Those selling alcohol in the state of Montana need to go through an alcohol server training course. The state has required such a course for about a year after a law was enacted by the 2011 Legislature.
The usefulness of the course has some mixed reviews.
Bartender Jon Kellogg took the state’s alcohol server training course soon after it became law to do so.
He’s quick to give his opinion.
“Did you learn anything from that?” I asked.
“No.”
He’d only been working as a bartender for about six months before he took the course. He says he already knew the ropes.
“It was common sense and basic laws,” Kellogg said.
Lawmakers passed the law in 2011 to require anyone selling alcohol in the state be trained to comply with state law, particularly regarding sale to minors and to those who are already too intoxicated. The courses are operated at the County Level. In Lewis and Clark County, the organization Youth Connections facilitates the course, because of its work to limit alcohol sale to minors.
Organization Director Drenda Niemann says hundreds have taken the course offered once every two months in Helena over the last year.
It’s offered not only bartenders but to “individuals who work in a grocery store or convenience store setting–as well as a bar setting,” Niemann said.
She argues the course has been helpful, teaching new bartenders about the law and reinforcing the rules for long-time servers. Lewis and Clark County has been offering the course for five or six years and in that time she says underage drinking has gone down.
“We can’t attribute that to one thing, because we do a lot in our community to help prevent underage drinking,” she said, adding it probably helps though.
The course does have a curriculum set by the state. Local law enforcement assists in the instruction. But Niemann says the course does not have a strict schedule the whole time and instructors draw on the knowledge of veteran bartenders.
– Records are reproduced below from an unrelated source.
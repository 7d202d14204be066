use std::io::Write;
use std::str::FromStr;
use log::{debug, info};
use rgb::RGBA;
use serde::Serialize;

use crate::rank::{Breakpoints, Comparison};
use crate::transform::{self, Bounds, Mode};
use crate::{Error, PaletteRegistry, Ramp, Result, RGBColor, ValueTable};

/// Color of positions without data: RGB (0.85, 0.90, 0.90).
pub const NEUTRAL: RGBA<f64> =
    RGBA { r: 0.85 * 255., g: 0.90 * 255., b: 0.90 * 255., a: 255. };

/// Host selection `object,chain` restricting where colors apply.
#[derive(Clone, Debug, PartialEq, Eq)]
pub struct Selection {
    pub object: String,
    pub chain: String,
}

impl FromStr for Selection {
    type Err = Error;

    fn from_str(s: &str) -> Result<Self> {
        match s.split_once(',') {
            Some((object, chain))
                if !object.trim().is_empty() && !chain.trim().is_empty() =>
                Ok(Selection { object: object.trim().to_string(),
                               chain: chain.trim().to_string() }),
            _ => Err(Error::config(format!(
                "selection {s:?} is not of the form \"object,chain\""))),
        }
    }
}

impl Selection {
    /// The host expression selecting residue `resi`.
    pub fn residue(&self, resi: i64) -> String {
        format!("{} and chain {} and resi {resi}", self.object, self.chain)
    }
}

/// Explicit colors for given (clipped) raw values.
#[derive(Clone, Debug, Default, PartialEq)]
pub struct Overrides(Vec<(f64, RGBA<f64>)>);

impl Overrides {
    pub fn new() -> Self { Overrides(Vec::new()) }

    /// Color `value` with `color` instead of the ramp.
    pub fn insert(&mut self, value: f64, color: RGBA<f64>) {
        match self.0.iter_mut().find(|(x, _)| *x == value) {
            Some(entry) => entry.1 = color,
            None => self.0.push((value, color)),
        }
    }

    /// The color registered for exactly `value`.
    pub fn get(&self, value: f64) -> Option<RGBA<f64>> {
        self.0.iter().find(|(x, _)| *x == value).map(|&(_, c)| c)
    }

    pub fn is_empty(&self) -> bool { self.0.is_empty() }
}

/// Parameters of a mapping.  `None` means “not set”.
#[derive(Clone, Debug, PartialEq)]
pub struct MapParams {
    /// Name of the palette in the registry.
    pub palette: String,
    pub reverse: bool,
    pub mode: Mode,
    /// Applied to the raw values before anything else.
    pub clip: Bounds,
    /// Scaling denominators and range of the breakpoints.
    pub norm: Bounds,
    /// Substitute for undefined logarithms.
    pub na: Option<f64>,
    /// Added to the 0-based rank of each position to give the residue
    /// number.
    pub adjust: i64,
    /// Number of ramp colors and of breakpoints.
    pub n: usize,
    pub selection: Option<Selection>,
    pub overrides: Overrides,
}

impl Default for MapParams {
    fn default() -> Self {
        MapParams {
            palette: "samba.color".to_string(),
            reverse: false,
            mode: Mode::Raw,
            clip: Bounds::default(),
            norm: Bounds::default(),
            na: None,
            adjust: 0,
            n: 256,
            selection: None,
            overrides: Overrides::new(),
        }
    }
}

/// The color of one position.
#[derive(Clone, Debug, PartialEq)]
pub struct ColorAssignment {
    /// Rank of the position plus the adjustment.
    pub index: i64,
    pub position: i64,
    /// Value after clipping.
    pub value: f64,
    /// Value after the transform, the one that is ranked.
    pub transformed: f64,
    /// Fraction of the breakpoints `<=` the transformed value.
    pub fraction: f64,
    pub color: RGBA<f64>,
    /// Name under which the color is registered with the host.
    pub color_name: String,
    /// Host expression the color applies to.
    pub selection: String,
    pub identity: Option<String>,
}

/// Result of [`Mapper::map_values`].
#[derive(Clone, Debug, PartialEq)]
pub struct Mapping {
    pub palette: String,
    pub ramp: Ramp,
    /// Lowest and highest breakpoint range bounds.
    pub range: (f64, f64),
    /// One per position, by increasing position.
    pub assignments: Vec<ColorAssignment>,
}

#[derive(Serialize)]
struct ReportRow<'a> {
    index: i64,
    position: i64,
    value: f64,
    transformed: f64,
    fraction: f64,
    color_name: &'a str,
    color: String,
    identity: Option<&'a str>,
}

impl Mapping {
    /// Write the assignments as a tab separated table with a header.
    pub fn write_report<W: Write>(&self, out: W) -> Result<()> {
        let mut w = csv::WriterBuilder::new().delimiter(b'\t')
            .from_writer(out);
        for a in &self.assignments {
            w.serialize(ReportRow {
                index: a.index, position: a.position, value: a.value,
                transformed: a.transformed, fraction: a.fraction,
                color_name: &a.color_name, color: a.color.to_hex(),
                identity: a.identity.as_deref() })?;
        }
        w.flush()?;
        Ok(())
    }
}

/// Maps value tables to ramp colors using palettes of a registry.
pub struct Mapper<'r> {
    registry: &'r PaletteRegistry,
}

impl<'r> Mapper<'r> {
    pub fn new(registry: &'r PaletteRegistry) -> Self { Mapper { registry } }

    /// Build the ramp described by `params`.
    pub fn ramp(&self, params: &MapParams) -> Result<Ramp> {
        let palette = self.registry.get::<RGBA<f64>>(&params.palette)?;
        let ramp = Ramp::from_palette(&palette, params.n, params.reverse)?;
        info!("palette {}: {} control points, {} colors",
              palette.name(), palette.len(), ramp.len());
        Ok(ramp)
    }

    /// Color every position of `table`.
    ///
    /// Parameters are checked and the ramp built before any value is
    /// looked at.  Values are clipped, transformed, then ranked among
    /// `params.n` breakpoints evenly spread over the transformed range
    /// (or the normalization bounds); the rank fraction `f` selects
    /// ramp color `round(f (n - 1))`.
    pub fn map_values(&self, table: &ValueTable, params: &MapParams)
                      -> Result<Mapping> {
        let ramp = self.ramp(params)?;
        self.map_with_ramp(table, params, ramp)
    }

    /// Same as [`Mapper::map_values`] with a ramp already built by
    /// [`Mapper::ramp`].
    pub fn map_with_ramp(&self, table: &ValueTable, params: &MapParams,
                         ramp: Ramp) -> Result<Mapping> {
        params.clip.validate("clip")?;
        params.norm.validate("normalization")?;
        if table.is_empty() {
            return Err(Error::InputFormat("the table has no rows".into()))
        }

        let (positions, mut values): (Vec<i64>, Vec<f64>) =
            table.iter().unzip();
        transform::clip(&mut values, &params.clip);
        let transformed = transform::transform(&values, params.mode,
                                               &params.norm, params.na)?;

        let finite = || transformed.iter().copied().filter(|x| x.is_finite());
        let lo = params.norm.min
            .or_else(|| finite().reduce(f64::min)).unwrap_or(0.);
        let hi = params.norm.max
            .or_else(|| finite().reduce(f64::max)).unwrap_or(0.);
        let breaks = Breakpoints::spanning(lo, hi, params.n);
        info!("{} values in [{lo}, {hi}] ({}), {} breakpoints",
              transformed.len(), params.mode, breaks.len());

        let last = (ramp.len() - 1) as f64;
        let assignments = positions.iter().zip(values.iter().zip(&transformed))
            .enumerate()
            .map(|(i, (&position, (&value, &transformed)))| {
                let index = i as i64 + params.adjust;
                let fraction = breaks.fraction(transformed,
                                               Comparison::LessEqual);
                let color = params.overrides.get(value)
                    .unwrap_or(ramp[(fraction * last).round() as usize]);
                let selection = match &params.selection {
                    Some(s) => s.residue(index),
                    None => format!("resi {index}"),
                };
                let a = ColorAssignment {
                    index, position, value, transformed, fraction, color,
                    color_name: format!("res{index}"),
                    selection,
                    identity: table.identity(position).map(str::to_string),
                };
                debug!("{} {} {} {:.4} {}", a.index, a.position, a.value,
                       a.fraction, a.color_name);
                a
            })
            .collect();
        Ok(Mapping { palette: params.palette.clone(), ramp,
                     range: (lo, hi), assignments })
    }
}

#[cfg(test)]
mod tests {
    use super::*;
    use float_cmp::approx_eq;

    fn map(table: &ValueTable, params: &MapParams) -> Result<Mapping> {
        Mapper::new(PaletteRegistry::builtin().unwrap()).map_values(table, params)
    }

    fn table(pairs: &[(i64, f64)]) -> ValueTable {
        ValueTable::from_pairs(pairs.iter().copied()).unwrap()
    }

    #[test]
    fn three_values() {
        let t = table(&[(1, 10.), (2, 20.), (3, 30.)]);
        let params = MapParams { n: 3, ..MapParams::default() };
        let m = map(&t, &params).unwrap();
        assert_eq!(m.ramp.len(), 3);
        let f: Vec<f64> = m.assignments.iter().map(|a| a.fraction).collect();
        assert!(f[0] < f[1] && f[1] < f[2]);
        assert_eq!(f[2], 1.);
        assert!(approx_eq!(f64, f[0], 1. / 3.));
        assert_eq!(m.assignments[2].color, m.ramp[2]);
        assert_eq!(m.assignments[0].color, m.ramp[1]);
        assert_eq!(m.range, (10., 30.));
    }

    #[test]
    fn fractions_in_unit_interval() {
        let t = table(&[(1, -5.), (2, 0.), (3, 1e-9), (4, 3.), (5, 1e6),
                        (6, -1e6), (7, 3.)]);
        for mode in [Mode::Raw, Mode::Normalize, Mode::Log2, Mode::Log10] {
            for n in [1, 2, 10, 256] {
                let params = MapParams { mode, n, na: Some(0.),
                                         ..MapParams::default() };
                for a in map(&t, &params).unwrap().assignments {
                    assert!((0. ..= 1.).contains(&a.fraction), "{a:?}");
                }
            }
        }
    }

    #[test]
    fn wide_range() {
        let t = table(&[(1, -1e308), (2, 0.), (3, 1e308)]);
        let m = map(&t, &MapParams { n: 4, ..MapParams::default() }).unwrap();
        let f: Vec<f64> = m.assignments.iter().map(|a| a.fraction).collect();
        assert_eq!(f, vec![0.25, 0.75, 1.]);
        assert_eq!(m.assignments[2].color, m.ramp[3]);
    }

    #[test]
    fn prebuilt_ramp() {
        let t = table(&[(1, 1.), (2, 2.)]);
        let params = MapParams { n: 8, ..MapParams::default() };
        let mapper = Mapper::new(PaletteRegistry::builtin().unwrap());
        let ramp = mapper.ramp(&params).unwrap();
        assert_eq!(mapper.map_with_ramp(&t, &params, ramp).unwrap(),
                   map(&t, &params).unwrap());
    }

    #[test]
    fn idempotent() {
        let t = table(&[(4, 0.3), (9, -2.), (12, 7.5)]);
        let params = MapParams { mode: Mode::Normalize,
                                 palette: "solar.flare".into(),
                                 ..MapParams::default() };
        assert_eq!(map(&t, &params).unwrap(), map(&t, &params).unwrap());
    }

    #[test]
    fn raw_values_round_trip() {
        let pairs = [(1, 0.25), (2, -3.5), (5, 0.), (8, 1e-3)];
        let m = map(&table(&pairs), &MapParams::default()).unwrap();
        for (a, (p, x)) in m.assignments.iter().zip(pairs) {
            assert_eq!((a.position, a.value, a.transformed), (p, x, x));
        }
    }

    #[test]
    fn index_adjust_and_selection() {
        let t = table(&[(10, 1.), (11, 2.)])
            .with_identities([(10, "L".to_string()), (11, "P".to_string())]);
        let params = MapParams {
            adjust: 1,
            selection: Some("2RD0,A".parse().unwrap()),
            ..MapParams::default() };
        let m = map(&t, &params).unwrap();
        let a = &m.assignments[1];
        assert_eq!((a.index, a.position), (2, 11));
        assert_eq!(a.color_name, "res2");
        assert_eq!(a.selection, "2RD0 and chain A and resi 2");
        assert_eq!(a.identity.as_deref(), Some("P"));
        let m = map(&t, &MapParams::default()).unwrap();
        assert_eq!(m.assignments[0].selection, "resi 0");
    }

    #[test]
    fn clipping_before_transform() {
        let t = table(&[(1, 0.001), (2, 0.004), (3, 0.5)]);
        let params = MapParams { clip: Bounds::new(None, Some(0.005)),
                                 ..MapParams::default() };
        let m = map(&t, &params).unwrap();
        assert_eq!(m.assignments[2].value, 0.005);
        assert_eq!(m.range, (0.001, 0.005));
        assert_eq!(m.assignments[2].fraction, 1.);
    }

    #[test]
    fn normalization_bounds_set_the_range() {
        let t = table(&[(1, 2.), (2, 5.)]);
        let params = MapParams { norm: Bounds::new(Some(0.), Some(10.)),
                                 n: 10, ..MapParams::default() };
        let m = map(&t, &params).unwrap();
        assert_eq!(m.range, (0., 10.));
        assert_eq!(m.assignments[0].fraction, 0.3);
        assert_eq!(m.assignments[1].fraction, 0.6);
    }

    #[test]
    fn overrides() {
        let t = table(&[(1, 0.), (2, 1.), (3, 2.)]);
        let mut overrides = Overrides::new();
        overrides.insert(0., NEUTRAL);
        let params = MapParams { overrides, ..MapParams::default() };
        let m = map(&t, &params).unwrap();
        assert_eq!(m.assignments[0].color, NEUTRAL);
        assert_ne!(m.assignments[1].color, NEUTRAL);
        assert_eq!(m.assignments[0].fraction, 1. / 256.);
    }

    #[test]
    fn log_of_zero_fails() {
        let t = table(&[(1, 0.), (2, 4.)]);
        let params = MapParams { mode: Mode::Log2, ..MapParams::default() };
        assert!(matches!(map(&t, &params), Err(Error::Domain(_))));
        let params = MapParams { na: Some(0.), ..params };
        let m = map(&t, &params).unwrap();
        assert_eq!(m.assignments[0].transformed, 0.);
    }

    #[test]
    fn unknown_palette_first() {
        // Log of 0 would fail too, but the palette is checked first.
        let t = table(&[(1, 0.)]);
        let params = MapParams { palette: "wolfgang.v1".into(),
                                 mode: Mode::Log2, ..MapParams::default() };
        assert!(matches!(map(&t, &params), Err(Error::Configuration(_))));
    }

    #[test]
    fn bad_bounds() {
        let t = table(&[(1, 0.)]);
        let params = MapParams { clip: Bounds::new(Some(1.), Some(0.)),
                                 ..MapParams::default() };
        assert!(matches!(map(&t, &params), Err(Error::Configuration(_))));
    }

    #[test]
    fn constant_values() {
        let t = table(&[(1, 4.), (2, 4.)]);
        let m = map(&t, &MapParams { n: 5, ..MapParams::default() }).unwrap();
        for a in &m.assignments {
            assert_eq!(a.fraction, 1.);
            assert_eq!(a.color, m.ramp[4]);
        }
    }

    #[test]
    fn report() {
        let t = table(&[(1, 10.), (2, 20.)])
            .with_identities([(1, "M".to_string())]);
        let params = MapParams { n: 2, palette: "citric".into(),
                                 reverse: true, ..MapParams::default() };
        let mut out = Vec::new();
        map(&t, &params).unwrap().write_report(&mut out).unwrap();
        assert_eq!(String::from_utf8(out).unwrap(),
                   "index\tposition\tvalue\ttransformed\tfraction\t\
                    color_name\tcolor\tidentity\n\
                    0\t1\t10.0\t10.0\t0.5\tres0\t#fff301\tM\n\
                    1\t2\t20.0\t20.0\t1.0\tres1\t#fff301\t\n");
    }

    #[test]
    fn selection_syntax() {
        assert!("2RD0".parse::<Selection>().is_err());
        assert!(",A".parse::<Selection>().is_err());
        let s: Selection = " 1abc , B ".parse().unwrap();
        assert_eq!(s.residue(7), "1abc and chain B and resi 7");
    }
}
“It is definitely not a setup of instructors just speaking to or lecturing to the class, it’s definitely conversational and we learn from each other.”
Back at The Jesters Bar, that’s where bartender Jon Kellogg works, he’s serving to Jesse Athearn, who also got certified through the alcohol server program. Athearn pretty much has the same opinion as Kellogg about the training.
“‘If somebody’s really really drunk, don’t serve them,’ and they just beat that into your head. Every bartender on the world knows that.”
Athearn describes the $15 course as just another way for the government to get some of his money.
Across town at Van’s, a local grocery store, cashier Christel Dinges says the course did not help her personally, because she’s been doing this for awhile. Yet, she agrees with the program.
“Yes, it does help, the program does serve everybody actually,” she said.
She says even the people in her checkout line not buying alcohol are affected by how their cashier checks the IDs of the people who are buying it.
Youth Connections Director Drenda Niemann says these courses add confidence to those serving alcohol by recognizing them as professionals.
“We tell them during the class that Pharmacists go through years and years and years of schooling in order to administer drugs,” she said, “and really, alcohol is considered a drug and they’re going through a four hour course.”
A four hour course in a state with one of the highest alcohol-related fatality rates in the country.